*Saved entries:*
[Start of section]
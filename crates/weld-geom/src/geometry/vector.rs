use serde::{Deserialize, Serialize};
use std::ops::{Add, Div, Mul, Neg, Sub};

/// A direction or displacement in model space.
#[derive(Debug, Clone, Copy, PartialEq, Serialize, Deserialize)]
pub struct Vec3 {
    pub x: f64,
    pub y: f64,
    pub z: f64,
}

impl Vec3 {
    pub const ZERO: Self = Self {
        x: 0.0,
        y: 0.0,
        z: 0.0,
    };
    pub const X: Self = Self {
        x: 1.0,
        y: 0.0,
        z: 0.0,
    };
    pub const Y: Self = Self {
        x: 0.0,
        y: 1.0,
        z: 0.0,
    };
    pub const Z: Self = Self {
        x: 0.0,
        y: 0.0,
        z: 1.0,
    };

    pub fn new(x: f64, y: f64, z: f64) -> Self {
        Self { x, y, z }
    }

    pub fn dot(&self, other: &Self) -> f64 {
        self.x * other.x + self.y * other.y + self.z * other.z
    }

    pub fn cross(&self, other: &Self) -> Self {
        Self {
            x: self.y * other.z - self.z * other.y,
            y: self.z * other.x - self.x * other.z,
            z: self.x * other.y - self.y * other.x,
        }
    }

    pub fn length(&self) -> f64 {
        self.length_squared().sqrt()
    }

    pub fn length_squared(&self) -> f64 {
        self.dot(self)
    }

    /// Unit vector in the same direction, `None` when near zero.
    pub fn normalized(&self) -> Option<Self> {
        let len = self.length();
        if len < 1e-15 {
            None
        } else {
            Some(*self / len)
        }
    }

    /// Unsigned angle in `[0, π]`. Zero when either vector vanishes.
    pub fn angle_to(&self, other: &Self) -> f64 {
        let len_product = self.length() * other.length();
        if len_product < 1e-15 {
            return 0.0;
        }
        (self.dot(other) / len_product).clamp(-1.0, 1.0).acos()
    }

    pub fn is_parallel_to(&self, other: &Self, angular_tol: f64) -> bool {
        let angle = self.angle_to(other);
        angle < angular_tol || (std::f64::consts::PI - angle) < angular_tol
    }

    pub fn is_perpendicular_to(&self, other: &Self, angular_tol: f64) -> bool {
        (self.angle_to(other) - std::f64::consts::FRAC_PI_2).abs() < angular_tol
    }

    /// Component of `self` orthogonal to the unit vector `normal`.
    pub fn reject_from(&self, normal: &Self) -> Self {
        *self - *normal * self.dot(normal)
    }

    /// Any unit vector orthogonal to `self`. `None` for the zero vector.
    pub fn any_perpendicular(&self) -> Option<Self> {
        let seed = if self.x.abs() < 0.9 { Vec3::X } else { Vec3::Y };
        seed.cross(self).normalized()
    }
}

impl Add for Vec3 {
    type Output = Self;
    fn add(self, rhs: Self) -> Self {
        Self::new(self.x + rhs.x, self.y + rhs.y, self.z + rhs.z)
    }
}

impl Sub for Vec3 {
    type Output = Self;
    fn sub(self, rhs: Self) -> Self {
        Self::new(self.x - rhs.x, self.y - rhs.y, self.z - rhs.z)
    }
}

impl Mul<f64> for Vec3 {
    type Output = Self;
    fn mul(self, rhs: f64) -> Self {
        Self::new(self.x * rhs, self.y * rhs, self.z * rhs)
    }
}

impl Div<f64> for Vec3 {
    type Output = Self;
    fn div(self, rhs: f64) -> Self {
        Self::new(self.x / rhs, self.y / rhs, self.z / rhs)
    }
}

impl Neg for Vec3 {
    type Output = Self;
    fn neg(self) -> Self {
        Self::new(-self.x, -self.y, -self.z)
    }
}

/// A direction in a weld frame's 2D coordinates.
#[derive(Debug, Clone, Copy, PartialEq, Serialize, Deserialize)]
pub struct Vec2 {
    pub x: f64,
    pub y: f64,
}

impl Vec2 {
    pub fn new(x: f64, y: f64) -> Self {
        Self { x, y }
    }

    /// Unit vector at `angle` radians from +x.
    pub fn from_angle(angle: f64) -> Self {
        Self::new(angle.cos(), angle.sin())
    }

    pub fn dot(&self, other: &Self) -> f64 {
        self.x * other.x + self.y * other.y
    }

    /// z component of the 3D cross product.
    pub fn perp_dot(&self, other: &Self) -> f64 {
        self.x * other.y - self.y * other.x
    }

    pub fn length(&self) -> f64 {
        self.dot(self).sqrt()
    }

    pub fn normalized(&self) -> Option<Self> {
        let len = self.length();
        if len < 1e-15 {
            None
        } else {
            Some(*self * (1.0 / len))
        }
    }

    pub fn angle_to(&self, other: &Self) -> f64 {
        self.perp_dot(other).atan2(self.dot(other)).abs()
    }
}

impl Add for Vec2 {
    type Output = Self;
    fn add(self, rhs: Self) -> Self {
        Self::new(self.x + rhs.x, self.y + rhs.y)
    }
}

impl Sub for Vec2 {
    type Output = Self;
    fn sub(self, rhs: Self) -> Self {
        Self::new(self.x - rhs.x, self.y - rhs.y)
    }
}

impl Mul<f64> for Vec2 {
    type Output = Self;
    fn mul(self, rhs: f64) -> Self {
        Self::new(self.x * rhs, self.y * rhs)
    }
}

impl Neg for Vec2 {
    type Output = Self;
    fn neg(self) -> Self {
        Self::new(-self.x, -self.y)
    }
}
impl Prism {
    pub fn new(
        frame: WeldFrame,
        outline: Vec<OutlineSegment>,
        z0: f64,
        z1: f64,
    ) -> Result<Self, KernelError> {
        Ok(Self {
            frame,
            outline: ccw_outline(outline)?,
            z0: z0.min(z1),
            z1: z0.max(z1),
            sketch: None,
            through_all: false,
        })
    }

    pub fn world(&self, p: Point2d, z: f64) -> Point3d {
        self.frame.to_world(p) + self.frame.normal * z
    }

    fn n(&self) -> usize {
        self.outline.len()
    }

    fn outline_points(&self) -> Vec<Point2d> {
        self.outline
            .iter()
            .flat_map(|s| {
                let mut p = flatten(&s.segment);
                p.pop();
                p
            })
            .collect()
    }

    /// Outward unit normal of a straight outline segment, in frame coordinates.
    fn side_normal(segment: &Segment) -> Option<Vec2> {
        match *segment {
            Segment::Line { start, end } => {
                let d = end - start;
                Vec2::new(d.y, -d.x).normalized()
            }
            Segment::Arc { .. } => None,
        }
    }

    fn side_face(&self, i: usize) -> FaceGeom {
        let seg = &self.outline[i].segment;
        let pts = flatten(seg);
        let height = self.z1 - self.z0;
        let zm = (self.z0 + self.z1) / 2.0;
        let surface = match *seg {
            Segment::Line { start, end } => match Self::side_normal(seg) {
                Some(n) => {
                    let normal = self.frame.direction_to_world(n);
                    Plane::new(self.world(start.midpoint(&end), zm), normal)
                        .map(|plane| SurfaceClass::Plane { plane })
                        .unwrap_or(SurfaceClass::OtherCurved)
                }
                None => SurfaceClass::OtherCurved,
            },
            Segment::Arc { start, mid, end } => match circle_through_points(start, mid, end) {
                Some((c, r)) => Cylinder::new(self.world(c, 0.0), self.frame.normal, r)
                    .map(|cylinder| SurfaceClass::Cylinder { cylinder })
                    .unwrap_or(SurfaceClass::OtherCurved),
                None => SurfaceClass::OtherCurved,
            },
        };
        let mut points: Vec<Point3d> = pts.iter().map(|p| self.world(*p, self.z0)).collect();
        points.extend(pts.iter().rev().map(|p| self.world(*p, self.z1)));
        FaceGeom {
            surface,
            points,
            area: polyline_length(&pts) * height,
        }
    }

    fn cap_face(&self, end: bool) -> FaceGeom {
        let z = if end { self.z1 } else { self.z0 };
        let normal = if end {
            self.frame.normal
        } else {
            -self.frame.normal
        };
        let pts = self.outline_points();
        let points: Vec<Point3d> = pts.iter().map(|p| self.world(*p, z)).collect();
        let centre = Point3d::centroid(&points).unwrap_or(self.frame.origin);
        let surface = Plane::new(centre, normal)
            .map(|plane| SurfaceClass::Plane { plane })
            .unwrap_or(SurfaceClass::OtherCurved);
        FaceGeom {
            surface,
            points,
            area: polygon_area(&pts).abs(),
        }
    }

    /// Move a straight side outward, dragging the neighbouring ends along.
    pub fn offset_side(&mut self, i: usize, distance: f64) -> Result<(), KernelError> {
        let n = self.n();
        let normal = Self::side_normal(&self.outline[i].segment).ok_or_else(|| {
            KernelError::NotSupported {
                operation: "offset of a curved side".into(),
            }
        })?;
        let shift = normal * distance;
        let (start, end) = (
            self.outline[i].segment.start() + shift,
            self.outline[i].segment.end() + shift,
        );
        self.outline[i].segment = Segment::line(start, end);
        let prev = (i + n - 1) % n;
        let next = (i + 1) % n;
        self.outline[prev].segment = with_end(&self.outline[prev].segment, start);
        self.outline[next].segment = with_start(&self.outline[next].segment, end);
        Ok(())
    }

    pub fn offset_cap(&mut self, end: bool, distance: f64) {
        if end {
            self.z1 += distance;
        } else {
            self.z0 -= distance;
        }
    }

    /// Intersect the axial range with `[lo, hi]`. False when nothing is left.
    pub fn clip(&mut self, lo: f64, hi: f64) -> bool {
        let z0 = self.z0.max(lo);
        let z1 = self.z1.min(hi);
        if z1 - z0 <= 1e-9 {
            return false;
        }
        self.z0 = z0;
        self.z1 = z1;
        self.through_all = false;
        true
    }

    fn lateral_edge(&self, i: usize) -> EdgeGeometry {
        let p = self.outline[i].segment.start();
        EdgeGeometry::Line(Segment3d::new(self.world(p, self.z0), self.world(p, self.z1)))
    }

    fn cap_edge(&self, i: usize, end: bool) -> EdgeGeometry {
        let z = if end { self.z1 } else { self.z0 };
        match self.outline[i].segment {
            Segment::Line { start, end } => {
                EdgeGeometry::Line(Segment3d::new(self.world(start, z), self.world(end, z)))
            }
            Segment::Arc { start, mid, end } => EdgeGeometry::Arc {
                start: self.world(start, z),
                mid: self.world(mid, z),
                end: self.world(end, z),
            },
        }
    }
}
[End of section]
*EXERCISE OBJECTIVE:* Your answer should be a single number: the count of lines in the entries that hold the string "centre".

*EXPECTED ANSWER:* 2